I can't remember who told me, "The important stuff is what you learn after you think you know it all," but I am forever in his debt.


----------



## Krittterkare (Jul 12, 2013)

I think Idaho painter has likely learned a lot since many of his videos as long as he has learned from people who have worked for him or perfected his techniques. I have worked for people that had the "my way or the highway" mentality even if it was the worst possible method possible. 
Idaho Painter I am sure was trying to look as fast as possible in some videos which made him look like a blow and go painter which he may be but looks like he tries to paint fast rather then just paint fast, he is an overboard self promoter and I would never want to work for him was my impression of him.


----------



## Jasonthep8nter (Aug 7, 2013)

BoisePainter said:


> Not sure what you think epitomizes blow and go.

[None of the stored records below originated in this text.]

//! High-level compilation facade.
//!
//! Drives the staged pipeline end to end, for a single source or a
//! whole module graph, and exposes the per-stage artifacts. Also the
//! home of the `expect_*` helpers the test suite leans on.

use indexmap::IndexMap;

use workman_ir::core::CoreProgram;
use workman_ir::mir::{self, MirProgram};

use crate::diagnostics::{DiagnosticKind, Diagnostics};
use crate::foreign::ForeignTypes;
use crate::infer::{self, EnvSeeds, Inference};
use crate::lower;
use crate::parser::{self, ast};
use crate::present::{self, TypedView};
use crate::resolve::{self, ModuleGraph, ModuleLoader, ResolverConfig};
use crate::solve::{self, Solution};
use crate::types::{TypeCtx, format_scheme};
use crate::{emit, Error, Result};

/// Options for a compilation run.
#[derive(Debug, Clone, Default)]
pub struct CompilationBuilder {
    std_roots: Vec<String>,
    prelude: Option<String>,
    foreign: Option<ForeignTypes>,
    /// Lower to Core/MIR even when solver diagnostics are present.
    force_lowering: bool,
}

impl CompilationBuilder {
    pub fn new() -> Self {
        Self::default()
    }

    pub fn std_root(mut self, root: impl Into<String>) -> Self {
        self.std_roots.push(root.into());
        self
    }

    pub fn prelude(mut self, path: impl Into<String>) -> Self {
        self.prelude = Some(path.into());
        self
    }

    pub fn foreign(mut self, foreign: ForeignTypes) -> Self {
        self.foreign = Some(foreign);
        self
    }

    pub fn force_lowering(mut self) -> Self {
        self.force_lowering = true;
        self
    }

    /// Compile a single source text (no module resolution).
    pub fn compile_source(self, source: &str) -> Result<Compilation> {
        let (program, parse_diagnostics) = parser::parse(source);
        if parse_diagnostics.has_errors() {
            // Lex errors never reach the parser proper; the stage is
            // reported faithfully either way.
            let lexical = parse_diagnostics.iter().any(|d| {
                matches!(
                    d.kind,
                    DiagnosticKind::UnexpectedCharacter | DiagnosticKind::UnterminatedString
                )
            });
            return Err(if lexical {
                Error::Lex(parse_diagnostics)
            } else {
                Error::Parse(parse_diagnostics)
            });
        }

        let mut ctx = TypeCtx::new();
        let seeds = self.seeds_from_foreign();
        let mut diagnostics = Diagnostics::new();
        if let Some(foreign) = &self.foreign {
            for detail in &foreign.diagnostics {
                diagnostics
                    .error(
                        DiagnosticKind::ForeignTypeError,
                        format!("foreign type provider: {detail}"),
                        workman_core::Span::empty(0),
                    )
                    .detail("detail", detail.clone())
                    .emit();
            }
        }

        let (inference, infer_diagnostics) = infer::infer_program(&program, &mut ctx, &seeds)?;
        diagnostics.extend(infer_diagnostics);

        let solution = solve::solve(&inference, &mut ctx);
        let view = present::present(&inference, &solution, &ctx);
        diagnostics.extend(solution.diagnostics.clone());

        let mut compilation = Compilation {
            source: source.to_string(),
            program,
            ctx,
            inference,
            solution,
            view,
            core: None,
            mir: None,
            diagnostics,
        };

        // A non-empty solver error list skips lowering unless forced.
        if !compilation.diagnostics.has_errors() || self.force_lowering {
            let core = lower::lower_program(
                &compilation.program,
                &compilation.inference,
                &compilation.ctx,
            );
            let (mir, emit_diagnostics) = emit::emit_program(&core);
            compilation.diagnostics.extend(emit_diagnostics);
            if cfg!(debug_assertions) {
                debug_assert!(
                    compilation.diagnostics.has_errors() || mir::validate(&mir).is_ok(),
                    "emitted MIR failed validation"
                );
            }
            compilation.core = Some(core);
            compilation.mir = Some(mir);
        }

        Ok(compilation)
    }

    /// Compile a module graph from an entry path.
    pub fn compile_graph(
        self,
        entry: &str,
        loader: &dyn ModuleLoader,
    ) -> Result<ProjectCompilation> {
        let config = ResolverConfig {
            std_roots: self.std_roots.clone(),
            prelude: self.prelude.clone(),
        };
        let (graph, _) = resolve::build_graph(entry, loader, &config)?;

        // One context for the whole program: the substitution and the
        // fresh-variable counter are process-wide, reset per program.
        let mut ctx = TypeCtx::new();
        let mut modules: Vec<ModuleCompilation> = Vec::new();
        let mut prelude_exports: IndexMap<String, crate::types::Scheme> = IndexMap::new();

        for &index in &graph.order {
            let module = &graph.modules[index];
            let mut seeds = self.seeds_from_foreign();
            for (name, scheme) in &prelude_exports {
                seeds.values.insert(name.clone(), scheme.clone());
            }
            build_import_seeds(module, &modules, &mut seeds);

            let (inference, _) = infer::infer_program(&module.program, &mut ctx, &seeds)
                .map_err(|err| attach_source(err, module.source_id))?;
            let solution = solve::solve(&inference, &mut ctx);

            let (core, mir, emit_diagnostics) = if solution.has_errors() && !self.force_lowering {
                (None, None, Diagnostics::new())
            } else {
                let core = lower::lower_program(&module.program, &inference, &ctx);
                let (mir, emit_diagnostics) = emit::emit_program(&core);
                (Some(core), Some(mir), emit_diagnostics)
            };

            if self.prelude.as_deref() == Some(module.path.as_str()) {
                for name in &inference.exported_values {
                    if let Some(scheme) = inference.bindings.get(name) {
                        prelude_exports.insert(name.clone(), scheme.clone());
                    }
                }
            }

            let mut diagnostics = solution.diagnostics.clone();
            diagnostics.extend(emit_diagnostics);

            modules.push(ModuleCompilation {
                path: module.path.clone(),
                inference,
                solution,
                core,
                mir,
                diagnostics,
            });
        }

        Ok(ProjectCompilation {
            graph,
            modules,
            ctx,
        })
    }

    fn seeds_from_foreign(&self) -> EnvSeeds {
        let mut seeds = EnvSeeds::default();
        if let Some(foreign) = &self.foreign {
            seeds.values = foreign.values.clone();
            seeds.adts = foreign.types.clone();
            seeds.row_aliases = foreign.row_aliases.clone();
        }
        seeds
    }
}

fn attach_source(err: Error, source_id: workman_core::SourceId) -> Error {
    let rewrite = |diags: &Diagnostics| {
        let mut out = Diagnostics::new();
        for diag in diags.iter() {
            let mut diag = diag.clone();
            if diag.source.is_none() {
                diag.source = Some(source_id);
            }
            out.push(diag);
        }
        out
    };
    match err {
        Error::Lex(d) => Error::Lex(rewrite(&d)),
        Error::Parse(d) => Error::Parse(rewrite(&d)),
        Error::Resolve(d) => Error::Resolve(rewrite(&d)),
        Error::Infer(d) => Error::Infer(rewrite(&d)),
        Error::Solve(d) => Error::Solve(rewrite(&d)),
    }
}

/// Seed the environment of one module from its compiled dependencies.
fn build_import_seeds(
    module: &resolve::ResolvedModule,
    compiled: &[ModuleCompilation],
    seeds: &mut EnvSeeds,
) {
    for import in &module.imports {
        let Some(dep) = compiled.iter().find(|m| m.path == import.from) else {
            continue;
        };
        match &import.names {
            ast::ImportNames::Named(specifiers) => {
                for spec in specifiers {
                    let local = spec.local_name().to_string();
                    if let Some(scheme) = dep.inference.bindings.get(&spec.name.name) {
                        seeds.values.insert(local, scheme.clone());
                    } else if let Some(adt) = dep.inference.adts.get(&spec.name.name) {
                        seeds.adts.push(adt.clone());
                    } else if let Some(row) = dep.inference.adts.row_alias(&spec.name.name) {
                        seeds.row_aliases.insert(local, row.clone());
                    }
                }
            }
            ast::ImportNames::Namespace(ns) => {
                let exports: IndexMap<String, crate::types::Scheme> = dep
                    .inference
                    .exported_values
                    .iter()
                    .filter_map(|name| {
                        dep.inference
                            .bindings
                            .get(name)
                            .map(|s| (name.clone(), s.clone()))
                    })
                    .collect();
                seeds.namespaces.insert(ns.name.clone(), exports);
            }
        }
    }

    // Imported and re-exported types bring their ADT info (tag tables
    // included) into scope; direct re-export only.
    for reexport in &module.reexports {
        let Some(dep) = compiled.iter().find(|m| m.path == reexport.from) else {
            continue;
        };
        for item in &reexport.items {
            if let Some(adt) = dep.inference.adts.get(&item.name.name) {
                seeds.adts.push(adt.clone());
            } else if let Some(row) = dep.inference.adts.row_alias(&item.name.name) {
                seeds.row_aliases.insert(item.name.name.clone(), row.clone());
            }
        }
    }
}

/// Result of compiling one source.
pub struct Compilation {
    pub source: String,
    pub program: ast::Program,
    pub ctx: TypeCtx,
    pub inference: Inference,
    pub solution: Solution,
    pub view: TypedView,
    pub core: Option<CoreProgram>,
    pub mir: Option<MirProgram>,
    /// Non-fatal diagnostics (solver + emit), in emission order.
    pub diagnostics: Diagnostics,
}

impl Compilation {
    pub fn builder() -> CompilationBuilder {
        CompilationBuilder::new()
    }

    /// Compile a single source with default options.
    pub fn compile(source: &str) -> Result<Compilation> {
        CompilationBuilder::new().compile_source(source)
    }

    pub fn is_valid(&self) -> bool {
        !self.diagnostics.has_errors()
    }

    /// Scheme of a top-level binding, formatted (`∀T. T -> T`).
    pub fn scheme_text(&self, name: &str) -> Option<String> {
        let scheme = self.inference.bindings.get(name)?;
        // Re-resolve through the final substitution before display.
        let resolved = crate::types::Scheme {
            vars: scheme.vars.clone(),
            ty: self.ctx.resolve(&scheme.ty),
        };
        Some(format_scheme(&resolved))
    }

    // ---- test helpers -------------------------------------------------

    /// Compile and return the formatted scheme of `name`; panics on any
    /// error. Test helper.
    pub fn expect_scheme(source: &str, name: &str) -> String {
        let compilation = Self::expect_valid(source);
        compilation
            .scheme_text(name)
            .unwrap_or_else(|| panic!("no binding `{name}`"))
    }

    /// Compile expecting full success (no diagnostics at any stage).
    pub fn expect_valid(source: &str) -> Compilation {
        match Self::compile(source) {
            Ok(compilation) => {
                assert!(
                    compilation.is_valid(),
                    "unexpected diagnostics:\n{}",
                    compilation.diagnostics.printer().source(source).render()
                );
                compilation
            }
            Err(err) => panic!(
                "compilation failed: {err}\n{}",
                err.diagnostics().printer().source(source).render()
            ),
        }
    }

    /// Compile and return the MIR dump; panics on any error.
    pub fn expect_mir(source: &str) -> String {
        let compilation = Self::expect_valid(source);
        mir::dump(compilation.mir.as_ref().expect("MIR emitted"))
    }

    /// Compile and return the diagnostic reasons, fatal or not.
    pub fn expect_reasons(source: &str) -> Vec<&'static str> {
        match Self::compile(source) {
            Ok(compilation) => compilation.diagnostics.iter().map(|d| d.reason()).collect(),
            Err(err) => err.diagnostics().iter().map(|d| d.reason()).collect(),
        }
    }
}

/// Result of compiling a module graph.
pub struct ProjectCompilation {
    pub graph: ModuleGraph,
    /// Compiled modules in topological order.
    pub modules: Vec<ModuleCompilation>,
    pub ctx: TypeCtx,
}

impl ProjectCompilation {
    pub fn module(&self, path: &str) -> Option<&ModuleCompilation> {
        self.modules.iter().find(|m| m.path == path)
    }

    pub fn has_errors(&self) -> bool {
        self.modules.iter().any(|m| m.diagnostics.has_errors())
    }
}

pub struct ModuleCompilation {
    pub path: String,
    pub inference: Inference,
    pub solution: Solution,
    pub core: Option<CoreProgram>,
    pub mir: Option<MirProgram>,
    pub diagnostics: Diagnostics,
}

And really, I'm not trying to pick a fight. I'd like a civil conversation. And I have seen the final product. I have seen the houses 2-3 years afterwards. I've even seen the houses 7-10 years afterwards. Actually, I've worked for the Idaho Painter for a long time. He has taught me everything I know about painting, including spraying. I've seen you critique the arc pattern, etc. The thing is, we've never had an issue down the road spraying that way. It gets frustrating seeing guys who don't live in the area, don't understand our environment and market, don't see the full job, and assume that anyone who does things differently is a hack--tear apart a crew that works hard and strives for high quality craftsmanship. So if you have real questions or concerns, then let's have at them. But let's not succumb to attacking real people with real lives and real stories because the Internet makes it too easy to dehumanize other people.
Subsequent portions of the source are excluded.